To lose a child is to lose a piece of yourself. Barb Bos knows this all too well.
Darren was Barb’s youngest child. He excelled at school, winning multiple academic awards in the early grades. He mastered the game of chess by age 6 and showed a precocious talent for guitar by age 10. By all measures, he was a bright, happy and healthy child.
By grade 10, however, Darren began skipping school. At first, Barb chalked it up to typical teenage (mis)behaviour, but when he began spending full days in his room strumming his guitar, she started worrying that that he was experimenting with drugs. Just six months after the strange behaviour started, Darren quit school and left his part-time job.
At 17, Darren was diagnosed with paranoid schizophrenia. He spent the next four years in and out of a mental health facility at the Royal Jubilee Hospital in Victoria, while physicians tried to find a cocktail of medications that would calm his confused mind. Eventually, much to Darren and Barb’s relief, they were successful. Slowly but surely, Darren reintegrated into the community. He found work, lived on his own and had a girlfriend. He even saved enough money to purchase a motorcycle. When Darren was 24 he decided to move to Ontario to reconnect with some family and make a fresh start. He got a job immediately and enrolled in night school to complete his high school diploma. Barb was ecstatic; Darren’s life was finally falling into place.
Sadly, unbeknownst to Barb, Darren began experiencing profound pain and loss of motor skills in his arms and hands. He was admitted to hospital while doctors attempted to diagnose the source of the pain. A rare form of cancer called germ cell tumour was discovered in his chest near his heart. The cancer had spread into his lymph nodes and wound through his rib cage and spine. He started chemotherapy immediately.
A few months later, Darren called his mom to share the news of his diagnosis. He sounded happy and upbeat, and even joked about losing his rock star hair. Barb offered to come for a visit, but Darren declined, convincing her that the cancer treatment was working well. Then the phone calls suddenly stopped. For about six months, Barb lost contact with Darren. He had stopped taking his schizophrenia medication. In his confused state, Darren tried to get to Victoria by boarding a bus, but ended up in Sault Ste. Marie, Ontario instead. Scared and delusional, with no money or possessions, he stole a car and was promptly arrested and incarcerated for 30 days. When he was released, Darren once again attempted to get to Victoria.

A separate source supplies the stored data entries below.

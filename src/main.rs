use bytes::Bytes;
use cdcstream::{
    config::{Config, ConfigLoader, ConfigValidator, LogFormat},
    error::{CdcStreamError, Result},
    models::TopicSchema,
    source::{
        pubsub::{
            AvroPayloadDecoder, Capture, EventParser, LoggingHandler, MemoryTransport,
            PubSubClient, SessionOutcome, StaticSessionProvider,
        },
        RawEvent,
    },
};
use clap::{Parser, Subcommand};
use std::path::{Path, PathBuf};
use std::sync::Arc;
use std::time::Duration;
use tokio::signal;
use tracing::{error, info, warn};
use tracing_subscriber::{layer::SubscriberExt, util::SubscriberInitExt};

#[derive(Parser)]
#[command(
    name = "cdcstream",
    version = env!("CARGO_PKG_VERSION"),
    about = "Subscribe to change-data-capture topics and decode their events",
    long_about = None
)]
struct Cli {
    /// Configuration file path
    #[arg(short, long, env = "CDCSTREAM_CONFIG")]
    config: Option<String>,

    /// Log level (trace, debug, info, warn, error)
    #[arg(short, long, env = "CDCSTREAM_LOG_LEVEL")]
    log_level: Option<String>,

    #[command(subcommand)]
    command: Commands,
}

#[derive(Subcommand)]
enum Commands {
    /// Subscribe to the configured topic and log every event
    Run {
        /// Recorded stream to replay instead of a live endpoint
        #[arg(long)]
        capture: PathBuf,

        /// Override pubsub.event_receive_limit
        #[arg(short = 'n', long)]
        count: Option<u32>,
    },
    /// Decode a single event and print it as JSON
    Decode {
        /// Avro schema of the topic
        #[arg(long)]
        schema: PathBuf,

        /// Hex-encoded Avro payload
        #[arg(long)]
        payload: String,

        /// Hex-encoded 8-byte replay token
        #[arg(long)]
        replay_id: String,
    },
    /// Validate configuration
    Validate,
    /// Generate sample configuration
    GenerateSample,
    /// Show version information
    Version,
}

#[tokio::main]
async fn main() -> Result<()> {
    let cli = Cli::parse();

    match cli.command {
        Commands::GenerateSample => {
            println!("{}", ConfigLoader::generate_sample());
            Ok(())
        }
        Commands::Version => {
            print_version_info();
            Ok(())
        }
        Commands::Decode {
            schema,
            payload,
            replay_id,
        } => {
            init_tracing(cli.log_level.as_deref().unwrap_or("warn"), LogFormat::Text);
            decode_one(&schema, &payload, &replay_id)
        }
        Commands::Validate => {
            let config = load_config(cli.config.as_deref())?;
            init_tracing(
                cli.log_level.as_deref().unwrap_or(&config.logging.level),
                config.logging.format,
            );
            info!("Validating configuration...");
            validate_config(&config)?;
            info!("Configuration is valid");
            Ok(())
        }
        Commands::Run { capture, count } => {
            let config = load_config(cli.config.as_deref())?;
            init_tracing(
                cli.log_level.as_deref().unwrap_or(&config.logging.level),
                config.logging.format,
            );
            info!("cdcstream v{}", env!("CARGO_PKG_VERSION"));
            validate_config(&config)?;
            run_subscription(config, &capture, count).await
        }
    }
}

fn init_tracing(log_level: &str, format: LogFormat) {
    use tracing_subscriber::fmt::time::ChronoLocal;

    let filter = format!("cdcstream={},warn", log_level);
    let filter_layer = tracing_subscriber::EnvFilter::try_from_default_env()
        .unwrap_or_else(|_| tracing_subscriber::EnvFilter::new(filter));
    let timer = ChronoLocal::new("%Y-%m-%d %H:%M:%S%.3f".to_string());

    let registry = tracing_subscriber::registry().with(filter_layer);
    match format {
        LogFormat::Json => registry
            .with(tracing_subscriber::fmt::layer().json().with_timer(timer))
            .init(),
        LogFormat::Pretty => registry
            .with(tracing_subscriber::fmt::layer().pretty().with_timer(timer))
            .init(),
        LogFormat::Text => registry
            .with(
                tracing_subscriber::fmt::layer()
                    .with_timer(timer)
                    .with_target(false)
                    .with_thread_names(true),
            )
            .init(),
    }
}

fn load_config(path: Option<&str>) -> Result<Config> {
    match path {
        Some(path) => ConfigLoader::load_from_file(path),
        None => ConfigLoader::load(),
    }
}

fn validate_config(config: &Config) -> Result<()> {
    let report = ConfigValidator::new(config.clone()).validate();
    report.print();

    if !report.is_valid() {
        return Err(CdcStreamError::Validation(
            "Configuration validation failed. See errors above.".to_string(),
        ));
    }

    info!("  Application: {}", config.app.name);
    info!("  Instance ID: {}", config.app.instance_id);
    info!(
        "  Topic: {} via {}",
        config.pubsub.topic_name, config.pubsub.endpoint
    );
    Ok(())
}

async fn run_subscription(config: Config, capture: &Path, count: Option<u32>) -> Result<()> {
    let capture = Capture::from_file(capture)?;
    if capture.topic != config.pubsub.topic_name {
        warn!(
            "Capture was recorded from {}, not the configured {}",
            capture.topic, config.pubsub.topic_name
        );
    }
    let connector = MemoryTransport::from_capture(&capture)?;
    let provider = StaticSessionProvider::from_config(&config.auth);

    let mut client =
        PubSubClient::connect(&provider, &connector, &config.pubsub, &config.retry).await?;

    let count = count.unwrap_or(config.pubsub.event_receive_limit);
    let result = subscribe_and_drain(
        &client,
        &capture.topic,
        count,
        config.pubsub.stall_timeout_secs,
    )
    .await;

    client.disconnect().await?;
    let received = result?;
    info!("Received {} events", received);
    Ok(())
}

async fn subscribe_and_drain(
    client: &PubSubClient,
    topic: &str,
    count: u32,
    stall_timeout_secs: Option<u64>,
) -> Result<u32> {
    let schema = Arc::new(client.retrieve_topic_schema(topic).await?);
    let session = client.subscribe(topic, schema, count)?;
    let handle = session.handle();

    if let Some(secs) = stall_timeout_secs {
        let watchdog = handle.clone();
        tokio::spawn(async move {
            watchdog.cancel_on_stall(Duration::from_secs(secs)).await;
        });
    }

    let interrupt = handle.clone();
    tokio::spawn(async move {
        match signal::ctrl_c().await {
            Ok(()) => {
                info!("Shutdown signal received");
                interrupt.cancel();
            }
            Err(err) => error!("Unable to listen for shutdown signal: {}", err),
        }
    });

    let mut handler = LoggingHandler::new();
    let outcome = session.run(&mut handler).await;
    if let SessionOutcome::Cancelled { received } = &outcome {
        warn!("Subscription cancelled after {} events", received);
    }
    outcome.into_result()
}

fn decode_one(schema_path: &Path, payload: &str, replay_id: &str) -> Result<()> {
    let schema_json = std::fs::read_to_string(schema_path)?;
    let schema = Arc::new(TopicSchema::parse(&schema_json)?);
    let decoder = Arc::new(AvroPayloadDecoder::new(&schema_json)?);
    let parser = EventParser::new(schema, decoder);

    let raw = RawEvent {
        replay_id: Bytes::from(parse_hex("replay id", replay_id)?),
        payload: Bytes::from(parse_hex("payload", payload)?),
        ..Default::default()
    };
    let event = parser.parse(&raw)?;
    println!("{}", serde_json::to_string_pretty(&event)?);
    Ok(())
}

fn parse_hex(what: &str, value: &str) -> Result<Vec<u8>> {
    let digits = value.trim().trim_start_matches("0x");
    hex::decode(digits)
        .map_err(|e| CdcStreamError::Validation(format!("Invalid {} hex: {}", what, e)))
}

fn print_version_info() {
    println!("cdcstream v{}", env!("CARGO_PKG_VERSION"));
    println!();
    println!("Change-data-capture event decoding and credit-based subscription streaming");
    println!("License: MIT");
}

After months with no contact, Barb received a call that Darren had been picked up in the Victoria Inner Harbour, acting strangely and threatening people. He was taken to a local mental health facility for psychiatric evaluation, where doctors tried to piece together his medical history and needs, but it was a challenging process; it had been three years since Darren left and much had happened since then.
Over the next couple of months, Darren received treatment for his mental illness, as well as radiation for his cancer, which was progressing. In July, he was finally able to go home to live with his mom. They spent every day together, logging every opportunity for quality time after so many years apart. Both musicians, they would jam as often as they could—Barbara on piano, Darren on guitar. He made his mom promise to “keep playing after I’m gone.”
As the cancer progressed, Victoria Hospice’s Palliative Response Team (PRT) began to care for him, with a nurse also coming to give him a weekly injection for his schizophrenia. A hospital bed was placed in the dining room next to a large window, so he could see outside, feel the fresh air and not have to climb the stairs to his room.
As the end drew near for Darren, his breathing became laboured. At the recommendation of the PRT, Barb transferred her son to Victoria Hospice’s Inpatient Unit for more advanced palliative care. Upon his arrival, Darren rallied a little. He played his guitar (which now hangs on the wall in Hospice for anyone to use) and said his farewells to close friends and family.
In their last moments together, Barb expressed her sorrow at his situation. Darren said, “Mom, all I wanted when I got sick was to find my way back home to you. The hard part is done.”
Darren died on October 17 at the age of 28.
After his passing, Barb fell into a deep state of mourning and depression. She has few memories of the following weeks. She became unaware of time and was unable to complete even the most basic tasks of daily living. She had no desire to be with family or friends; people would reach out to invite her over and she thought, “Why would I want to come for dinner? How is a dinner supposed to fix this huge hole in my heart?”
With the help of Hospice bereavement counsellors, Barb began to pour out her grief on paper, writing in great detail and with tremendous clarity the experience of caring for her son. For Barb, writing was the only way that she could even begin to move through the intense grief she experienced following the loss of Darren. Her journals have been carefully saved, including her last letter to Darren commending him for his accomplishments and bravery, and expressing her love.